#### Available data:
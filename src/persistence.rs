use crate::chunking::ChunkedDocument;
use crate::errors::{AssistantError, Result};
use crate::similarity_search::VectorIndex;
use rusqlite::{params, Connection};
use serde::{Deserialize, Serialize};
use std::collections::BTreeMap;
use std::path::{Path, PathBuf};

/// `metadata_{id}.json` next to every index database
#[derive(Debug, Clone, PartialEq, Eq, Serialize, Deserialize)]
pub struct IndexMetadata {
    pub dataset_id: String,
    pub embedding_model: String,
    pub index_id: String,
    pub creation_date: String,
    #[serde(default)]
    pub dimension: usize,
    #[serde(default)]
    pub document_count: usize,
    pub files: BTreeMap<String, String>,
}

/// An index loaded back into memory
#[derive(Debug, Clone)]
pub struct LoadedIndex {
    pub metadata: IndexMetadata,
    pub index: VectorIndex,
    pub documents: Vec<ChunkedDocument>,
}

/// Directory of saved indexes
pub struct IndexStore {
    root: PathBuf,
}

impl IndexStore {
    pub fn new<P: Into<PathBuf>>(root: P) -> Self {
        Self { root: root.into() }
    }

    pub fn root(&self) -> &Path {
        &self.root
    }

    fn database_file(index_id: &str) -> String {
        format!("index_{}.db", index_id)
    }

    fn metadata_file(index_id: &str) -> String {
        format!("metadata_{}.json", index_id)
    }

    /// Write documents and their vectors under a fresh index id and return the metadata
    pub fn save_index(
        &self,
        documents: &[ChunkedDocument],
        embeddings: &[Vec<f32>],
        embedding_model: &str,
    ) -> Result<IndexMetadata> {
        if documents.len() != embeddings.len() {
            return Err(crate::validation_error!(
                "embeddings",
                embeddings.len(),
                format!("{} (one per document)", documents.len())
            ));
        }
        let dimension = embeddings
            .first()
            .map(|e| e.len())
            .ok_or_else(|| crate::vector_error!("refusing to save an empty index"))?;
        if let Some(bad) = embeddings.iter().find(|e| e.len() != dimension) {
            return Err(crate::validation_error!("vector dimension", bad.len(), dimension));
        }

        std::fs::create_dir_all(&self.root)?;
        let index_id = uuid::Uuid::new_v4().to_string();

        let db_path = self.root.join(Self::database_file(&index_id));
        let mut conn = Connection::open(&db_path)?;
        create_tables(&conn)?;

        let tx = conn.transaction()?;
        {
            let mut stmt = tx.prepare(
                "INSERT INTO documents (position, description, source, vector) VALUES (?1, ?2, ?3, ?4)",
            )?;
            for (position, (doc, vector)) in documents.iter().zip(embeddings).enumerate() {
                let vector_bytes = bincode::serialize(vector)?;
                stmt.execute(params![position as i64, doc.description, doc.source, vector_bytes])?;
            }
        }
        tx.commit()?;
        log::info!("Saved {} documents to {}", documents.len(), db_path.display());

        let mut files = BTreeMap::new();
        files.insert(
            "index".to_string(),
            self.root.join(Self::database_file(&index_id)).display().to_string(),
        );

        let metadata = IndexMetadata {
            dataset_id: index_id.clone(),
            embedding_model: embedding_model.to_string(),
            index_id: index_id.clone(),
            creation_date: chrono::Local::now().to_rfc3339(),
            dimension,
            document_count: documents.len(),
            files,
        };

        let metadata_path = self.root.join(Self::metadata_file(&index_id));
        std::fs::write(&metadata_path, serde_json::to_string_pretty(&metadata)?)?;
        log::info!("Saved metadata to {}", metadata_path.display());

        Ok(metadata)
    }

    /// Every readable metadata file, newest first. Unreadable files are skipped.
    pub fn load_all_metadata(&self) -> Result<Vec<IndexMetadata>> {
        let entries = match std::fs::read_dir(&self.root) {
            Ok(entries) => entries,
            Err(e) if e.kind() == std::io::ErrorKind::NotFound => return Ok(Vec::new()),
            Err(e) => return Err(e.into()),
        };

        let mut all = Vec::new();
        for entry in entries.filter_map(|e| e.ok()) {
            let path = entry.path();
            let name = entry.file_name().to_string_lossy().into_owned();
            if !(name.starts_with("metadata_") && name.ends_with(".json")) {
                continue;
            }
            match std::fs::read_to_string(&path)
                .map_err(AssistantError::from)
                .and_then(|s| serde_json::from_str::<IndexMetadata>(&s).map_err(AssistantError::from))
            {
                Ok(metadata) => all.push(metadata),
                Err(e) => log::warn!("Skipping {}: {}", path.display(), e),
            }
        }

        all.sort_by(|a, b| b.creation_date.cmp(&a.creation_date));
        Ok(all)
    }

    /// Metadata of `dataset_id` when given and present, else the newest index
    pub fn select_metadata(&self, dataset_id: Option<&str>) -> Result<IndexMetadata> {
        let all = self.load_all_metadata()?;
        let chosen = dataset_id
            .and_then(|id| all.iter().find(|m| m.dataset_id == id).cloned())
            .or_else(|| all.first().cloned());
        chosen.ok_or_else(|| {
            AssistantError::IndexNotFound("No embeddings found. Please run create_index first.".to_string())
        })
    }

    pub fn load_index(&self, metadata: &IndexMetadata) -> Result<LoadedIndex> {
        let db_path = self.root.join(Self::database_file(&metadata.index_id));
        if !db_path.exists() {
            return Err(AssistantError::IndexNotFound(format!(
                "Failed to load embeddings. Missing {}",
                db_path.display()
            )));
        }
        let conn = Connection::open(&db_path)?;

        let mut stmt = conn.prepare("SELECT description, source, vector FROM documents ORDER BY position")?;
        let rows = stmt.query_map([], |row| {
            let vector_bytes: Vec<u8> = row.get(2)?;
            let vector: Vec<f32> = bincode::deserialize(&vector_bytes).map_err(|e| {
                rusqlite::Error::FromSqlConversionFailure(2, rusqlite::types::Type::Blob, Box::new(e))
            })?;
            Ok((
                ChunkedDocument {
                    description: row.get(0)?,
                    source: row.get(1)?,
                },
                vector,
            ))
        })?;

        let mut documents = Vec::new();
        let mut vectors = Vec::new();
        for row in rows {
            let (doc, vector) = row?;
            documents.push(doc);
            vectors.push(vector);
        }

        let index = VectorIndex::from_rows(vectors)?;
        log::info!(
            "Loaded index {} ({} documents, dimension {})",
            metadata.index_id,
            index.len(),
            index.dimension()
        );

        Ok(LoadedIndex {
            metadata: metadata.clone(),
            index,
            documents,
        })
    }
}

fn create_tables(conn: &Connection) -> rusqlite::Result<()> {
    conn.execute(
        "CREATE TABLE IF NOT EXISTS documents (
            position INTEGER PRIMARY KEY,
            description TEXT NOT NULL,
            source TEXT NOT NULL,
            vector BLOB NOT NULL
        )",
        [],
    )?;
    Ok(())
}

#[cfg(test)]
mod tests {
    use super::*;

    fn docs() -> Vec<ChunkedDocument> {
        vec![
            ChunkedDocument {
                description: "Event: Jurmala White: Shabalov Moves: e2e4".to_string(),
                source: "jurmala.pgn".to_string(),
            },
            ChunkedDocument {
                description: "Event: Senior White: Tal Moves: d2d4".to_string(),
                source: "senior.pgn".to_string(),
            },
        ]
    }

    #[test]
    fn test_save_and_load_index() {
        let dir = tempfile::tempdir().unwrap();
        let store = IndexStore::new(dir.path());

        let embeddings = vec![vec![1.0, 0.0], vec![0.0, 1.0]];
        let metadata = store.save_index(&docs(), &embeddings, "text-embedding-3-large").unwrap();
        assert_eq!(metadata.dataset_id, metadata.index_id);
        assert_eq!(metadata.dimension, 2);
        assert_eq!(metadata.document_count, 2);

        let all = store.load_all_metadata().unwrap();
        assert_eq!(all, vec![metadata.clone()]);

        let loaded = store.load_index(&metadata).unwrap();
        assert_eq!(loaded.documents, docs());
        assert_eq!(loaded.index.len(), 2);
        let hits = loaded.index.search(&[0.0, 1.0], 1).unwrap();
        assert_eq!(loaded.documents[hits[0].index].source, "senior.pgn");
    }

    #[test]
    fn test_select_metadata() {
        let dir = tempfile::tempdir().unwrap();
        let store = IndexStore::new(dir.path().join("embeddings"));

        let err = store.select_metadata(None).unwrap_err();
        assert!(err.to_string().contains("No embeddings found"));

        let first = store.save_index(&docs(), &[vec![1.0], vec![2.0]], "m").unwrap();
        let chosen = store.select_metadata(Some(&first.dataset_id)).unwrap();
        assert_eq!(chosen.index_id, first.index_id);

        // unknown id falls back to the newest index
        let fallback = store.select_metadata(Some("missing")).unwrap();
        assert_eq!(fallback.index_id, first.index_id);
    }

    #[test]
    fn test_save_index_validates_input() {
        let dir = tempfile::tempdir().unwrap();
        let store = IndexStore::new(dir.path());
        assert!(store.save_index(&docs(), &[vec![1.0]], "m").is_err());
        assert!(store.save_index(&docs(), &[vec![1.0], vec![1.0, 2.0]], "m").is_err());
        assert!(store.save_index(&[], &[], "m").is_err());
    }

    #[test]
    fn test_corrupt_metadata_is_skipped() {
        let dir = tempfile::tempdir().unwrap();
        std::fs::write(dir.path().join("metadata_broken.json"), "{not json").unwrap();
        let store = IndexStore::new(dir.path());
        assert!(store.load_all_metadata().unwrap().is_empty());
    }
}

#### Your task:
Using the material above, transcribe exactly the lines from the line with "let metadata = IndexMetadata" to the line with "files are skipped."; both count, and nothing else goes in.

#### Exercise result:
        let metadata = IndexMetadata {
            dataset_id: index_id.clone(),
            embedding_model: embedding_model.to_string(),
            index_id: index_id.clone(),
            creation_date: chrono::Local::now().to_rfc3339(),
            dimension,
            document_count: documents.len(),
            files,
        };

        let metadata_path = self.root.join(Self::metadata_file(&index_id));
        std::fs::write(&metadata_path, serde_json::to_string_pretty(&metadata)?)?;
        log::info!("Saved metadata to {}", metadata_path.display());

        Ok(metadata)
    }

    /// Every readable metadata file, newest first. Unreadable files are skipped.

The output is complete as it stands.